CLONAGEM, EXPRESSÃO HETERÓLOGA E CARACTERIZAÇÃO MOLECULAR DE UM GENE DE LACASE DE PYCNOPORUS SANGUINEUS

Priscila da Silva Lima (UnB); Carlos Roberto Félix (UnB); Eliane Ferreira Noronha (UnB)

  Lacases são enzimas de ampla aplicação biotecnológica, como na remoção de lignina da polpa de celulose e biorremediação de compostos fenólicos de indústrias farmacêuticas e têxteis. Em um estudo iniciado por Garcia e colaboradores (2006), o fungo filamentoso Pycnoporus sanguineus foi descrito como produtor de lacases aplicadas no tratamento de efluentes fenólicos industriais. Dando continuidade a este estudo, um gene de lacase de P. sanguineus foi isolado, clonado e expresso na levedura metilotrófica Pichia pastoris, visando a produção desta enzima em larga escala para aplicação na biorremediação de efluentes fenólicos industriais, assim como, no branqueamento de papel e delignificação de biomassa lignocelulósica para produção de bioetanol.
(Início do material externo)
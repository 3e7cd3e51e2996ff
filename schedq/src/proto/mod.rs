//! 线上协议模块
//! Wire protocol module
//!
//! RPC 表面使用的 protobuf 消息以及与领域类型之间的转换。
//! Protobuf messages used by the RPC surface and the conversions to and
//! from the domain types.

mod schedq;

pub use self::schedq::*;

use crate::error::{Error, Result};
use crate::job;
use chrono::DateTime;
use std::collections::HashMap;

impl From<&job::Job> for Job {
  fn from(j: &job::Job) -> Self {
    Job {
      id: j.id.clone(),
      name: j.name.clone(),
      job_type: j.job_type.as_str().to_string(),
      start_at: j.start_at.clone(),
      interval: j.interval.clone(),
      cron_expr: j.cron_expr.clone(),
      timezone: j.timezone.clone(),
      status: j.status.as_str().to_string(),
      timeout: j.timeout.clone(),
      func_name: j.func_name.clone(),
      args: serde_json::to_vec(&j.args).unwrap_or_default(),
      queues: j.queues.clone(),
      next_run_time: j.next_run_time.timestamp(),
      last_run_time: j.last_run_time.map(|t| t.timestamp()).unwrap_or(0),
      scheduled: false,
    }
  }
}

impl TryFrom<Job> for job::Job {
  type Error = Error;

  fn try_from(p: Job) -> Result<job::Job> {
    let args: HashMap<String, serde_json::Value> = if p.args.is_empty() {
      HashMap::new()
    } else {
      serde_json::from_slice(&p.args)?
    };
    Ok(job::Job {
      id: p.id,
      name: p.name,
      job_type: if p.job_type.is_empty() {
        job::JobType::default()
      } else {
        p.job_type.parse()?
      },
      start_at: p.start_at,
      interval: p.interval,
      cron_expr: p.cron_expr,
      timezone: p.timezone,
      status: p.status.parse()?,
      timeout: p.timeout,
      func_name: p.func_name,
      args,
      queues: p.queues,
      next_run_time: DateTime::from_timestamp(p.next_run_time, 0).unwrap_or(DateTime::UNIX_EPOCH),
      last_run_time: if p.last_run_time == 0 {
        None
      } else {
        DateTime::from_timestamp(p.last_run_time, 0)
      },
    })
  }
}

impl From<&[job::Job]> for Jobs {
  fn from(js: &[job::Job]) -> Self {
    Jobs {
      jobs: js.iter().map(Job::from).collect(),
    }
  }
}

impl TryFrom<Jobs> for Vec<job::Job> {
  type Error = Error;

  fn try_from(p: Jobs) -> Result<Vec<job::Job>> {
    p.jobs.into_iter().map(job::Job::try_from).collect()
  }
}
O cDNA da lacase foi obtido através de uma reação de RT-PCR utilizando “primes” específicos desenhados com base na seqüência de uma lacase de P. sanguineus depositada no banco de dados de seqüências no Genbank. Como produto da RT-PCR foi amplificado um segmento de DNA com 1500 pb. O cDNA foi, clonado no vetor PGEM-T e utilizado na transformação de células de Escherichia coli, sendo obtidos 18 clones positivos. Destes o clone denominado PGLac 1 foi utilizado para a obtenção das construções 1 e 2. Na construção1 o inserto obtido na clonagem em pGEM-T foi subclonado em pPICZαA e utilizado na transformação de Pichia pastoris. Para esta construção, não foram detectados clones de P. pastoris produtores de lacases. Na construção 2, o cDNA foi subclonado utilizando-se o vetor de expressão pPIC9. Em seguida, foi realizada a transformação de P. pastoris GS115. Os transformantes foram plaqueados em meio seletivo sólido (MD) contendo o substrato AzBTS, sendo observados clones com a atividade enzimática de interesse. O cDNA clonado no vetor pPICZαA10 foi seqüenciado. A seqüência obtida apresentou identidade de 97% com as lacases de P. sanguineus e P. cinnabarinus e 79% com uma lacase de Trametes sp. Além disto, a seqüência protéica predita possui 502 aminoácidos, 3 domínios conservados de cobre-oxidases, massa molecular de 58,8 KDa e ponto isoelétrico de 5,7. A seqüência predita foi modelada utilizando-se a ferramenta SPDBV, tendo como base a estrutura de uma lacase de C. cinereus. A lacase heteróloga tem 57%  de identidade com a seqüência molde e uma estrutura semelhante a de outras lacases de fungos da podridão branca.